Your assignment:
Find every line in the records below that holds the word "input", and copy each one.
START Study material
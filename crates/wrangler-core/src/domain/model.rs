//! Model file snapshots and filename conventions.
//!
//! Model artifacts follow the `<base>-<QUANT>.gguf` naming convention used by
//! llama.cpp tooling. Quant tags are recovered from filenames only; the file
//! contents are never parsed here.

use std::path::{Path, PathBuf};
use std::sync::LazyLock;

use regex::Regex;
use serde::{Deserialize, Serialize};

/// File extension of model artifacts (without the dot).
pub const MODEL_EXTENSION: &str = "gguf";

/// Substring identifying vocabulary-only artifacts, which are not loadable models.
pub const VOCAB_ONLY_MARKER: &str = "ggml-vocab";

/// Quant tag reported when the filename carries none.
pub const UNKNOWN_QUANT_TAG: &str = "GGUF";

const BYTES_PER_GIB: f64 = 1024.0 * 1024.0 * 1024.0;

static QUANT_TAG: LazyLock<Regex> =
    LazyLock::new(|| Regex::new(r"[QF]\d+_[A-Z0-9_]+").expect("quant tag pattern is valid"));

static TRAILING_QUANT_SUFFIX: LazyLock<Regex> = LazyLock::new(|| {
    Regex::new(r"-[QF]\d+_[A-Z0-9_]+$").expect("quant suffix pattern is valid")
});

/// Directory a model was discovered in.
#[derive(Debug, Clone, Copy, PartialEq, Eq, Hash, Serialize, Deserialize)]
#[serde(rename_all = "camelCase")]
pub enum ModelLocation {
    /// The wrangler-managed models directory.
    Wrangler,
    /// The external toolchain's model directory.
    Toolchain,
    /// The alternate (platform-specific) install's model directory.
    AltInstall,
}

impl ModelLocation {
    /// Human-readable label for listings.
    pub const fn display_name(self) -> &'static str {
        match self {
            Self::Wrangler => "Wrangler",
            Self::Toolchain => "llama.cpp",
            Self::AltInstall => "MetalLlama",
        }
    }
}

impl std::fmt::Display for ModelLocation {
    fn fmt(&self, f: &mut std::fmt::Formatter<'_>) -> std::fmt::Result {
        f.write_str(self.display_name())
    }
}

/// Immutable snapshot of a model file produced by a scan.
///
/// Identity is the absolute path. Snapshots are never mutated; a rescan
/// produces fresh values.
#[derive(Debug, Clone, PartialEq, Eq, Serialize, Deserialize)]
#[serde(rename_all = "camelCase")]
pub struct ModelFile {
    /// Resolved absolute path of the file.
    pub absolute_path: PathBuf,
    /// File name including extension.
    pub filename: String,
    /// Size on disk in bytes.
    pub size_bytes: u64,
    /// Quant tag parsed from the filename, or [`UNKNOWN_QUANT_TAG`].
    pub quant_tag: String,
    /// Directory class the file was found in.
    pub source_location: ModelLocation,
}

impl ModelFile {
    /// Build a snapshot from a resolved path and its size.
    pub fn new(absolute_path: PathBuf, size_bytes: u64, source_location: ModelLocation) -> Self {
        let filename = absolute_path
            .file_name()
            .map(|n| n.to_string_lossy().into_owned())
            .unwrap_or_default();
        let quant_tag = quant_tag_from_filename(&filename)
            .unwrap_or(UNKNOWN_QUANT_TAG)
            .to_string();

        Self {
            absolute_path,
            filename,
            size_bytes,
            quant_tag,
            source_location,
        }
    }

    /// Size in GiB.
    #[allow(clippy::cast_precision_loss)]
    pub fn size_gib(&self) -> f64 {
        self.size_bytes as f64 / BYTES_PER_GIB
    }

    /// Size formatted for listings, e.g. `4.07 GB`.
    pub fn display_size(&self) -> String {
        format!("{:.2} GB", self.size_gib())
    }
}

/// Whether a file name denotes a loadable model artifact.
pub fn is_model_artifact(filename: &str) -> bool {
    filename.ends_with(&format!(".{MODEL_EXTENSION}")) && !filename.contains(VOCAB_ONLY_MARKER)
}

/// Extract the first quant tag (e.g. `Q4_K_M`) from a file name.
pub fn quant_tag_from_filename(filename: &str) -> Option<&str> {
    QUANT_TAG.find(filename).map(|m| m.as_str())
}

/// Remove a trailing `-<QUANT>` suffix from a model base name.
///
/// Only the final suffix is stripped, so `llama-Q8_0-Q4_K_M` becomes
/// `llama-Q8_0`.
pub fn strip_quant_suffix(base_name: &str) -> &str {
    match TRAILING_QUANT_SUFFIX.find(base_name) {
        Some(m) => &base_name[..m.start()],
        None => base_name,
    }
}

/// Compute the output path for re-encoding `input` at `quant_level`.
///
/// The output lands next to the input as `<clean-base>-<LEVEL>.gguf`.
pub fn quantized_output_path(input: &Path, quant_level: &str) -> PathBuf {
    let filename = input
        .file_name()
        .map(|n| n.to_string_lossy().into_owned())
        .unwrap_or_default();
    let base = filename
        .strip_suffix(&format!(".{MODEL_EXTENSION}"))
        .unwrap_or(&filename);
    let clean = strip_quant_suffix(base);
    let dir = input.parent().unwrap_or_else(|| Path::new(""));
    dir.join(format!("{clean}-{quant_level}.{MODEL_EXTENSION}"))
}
END Study material
Response to the exercise:
/// Compute the output path for re-encoding `input` at `quant_level`.
/// The output lands next to the input as `<clean-base>-<LEVEL>.gguf`.
pub fn quantized_output_path(input: &Path, quant_level: &str) -> PathBuf {
    let filename = input
    let dir = input.parent().unwrap_or_else(|| Path::new(""));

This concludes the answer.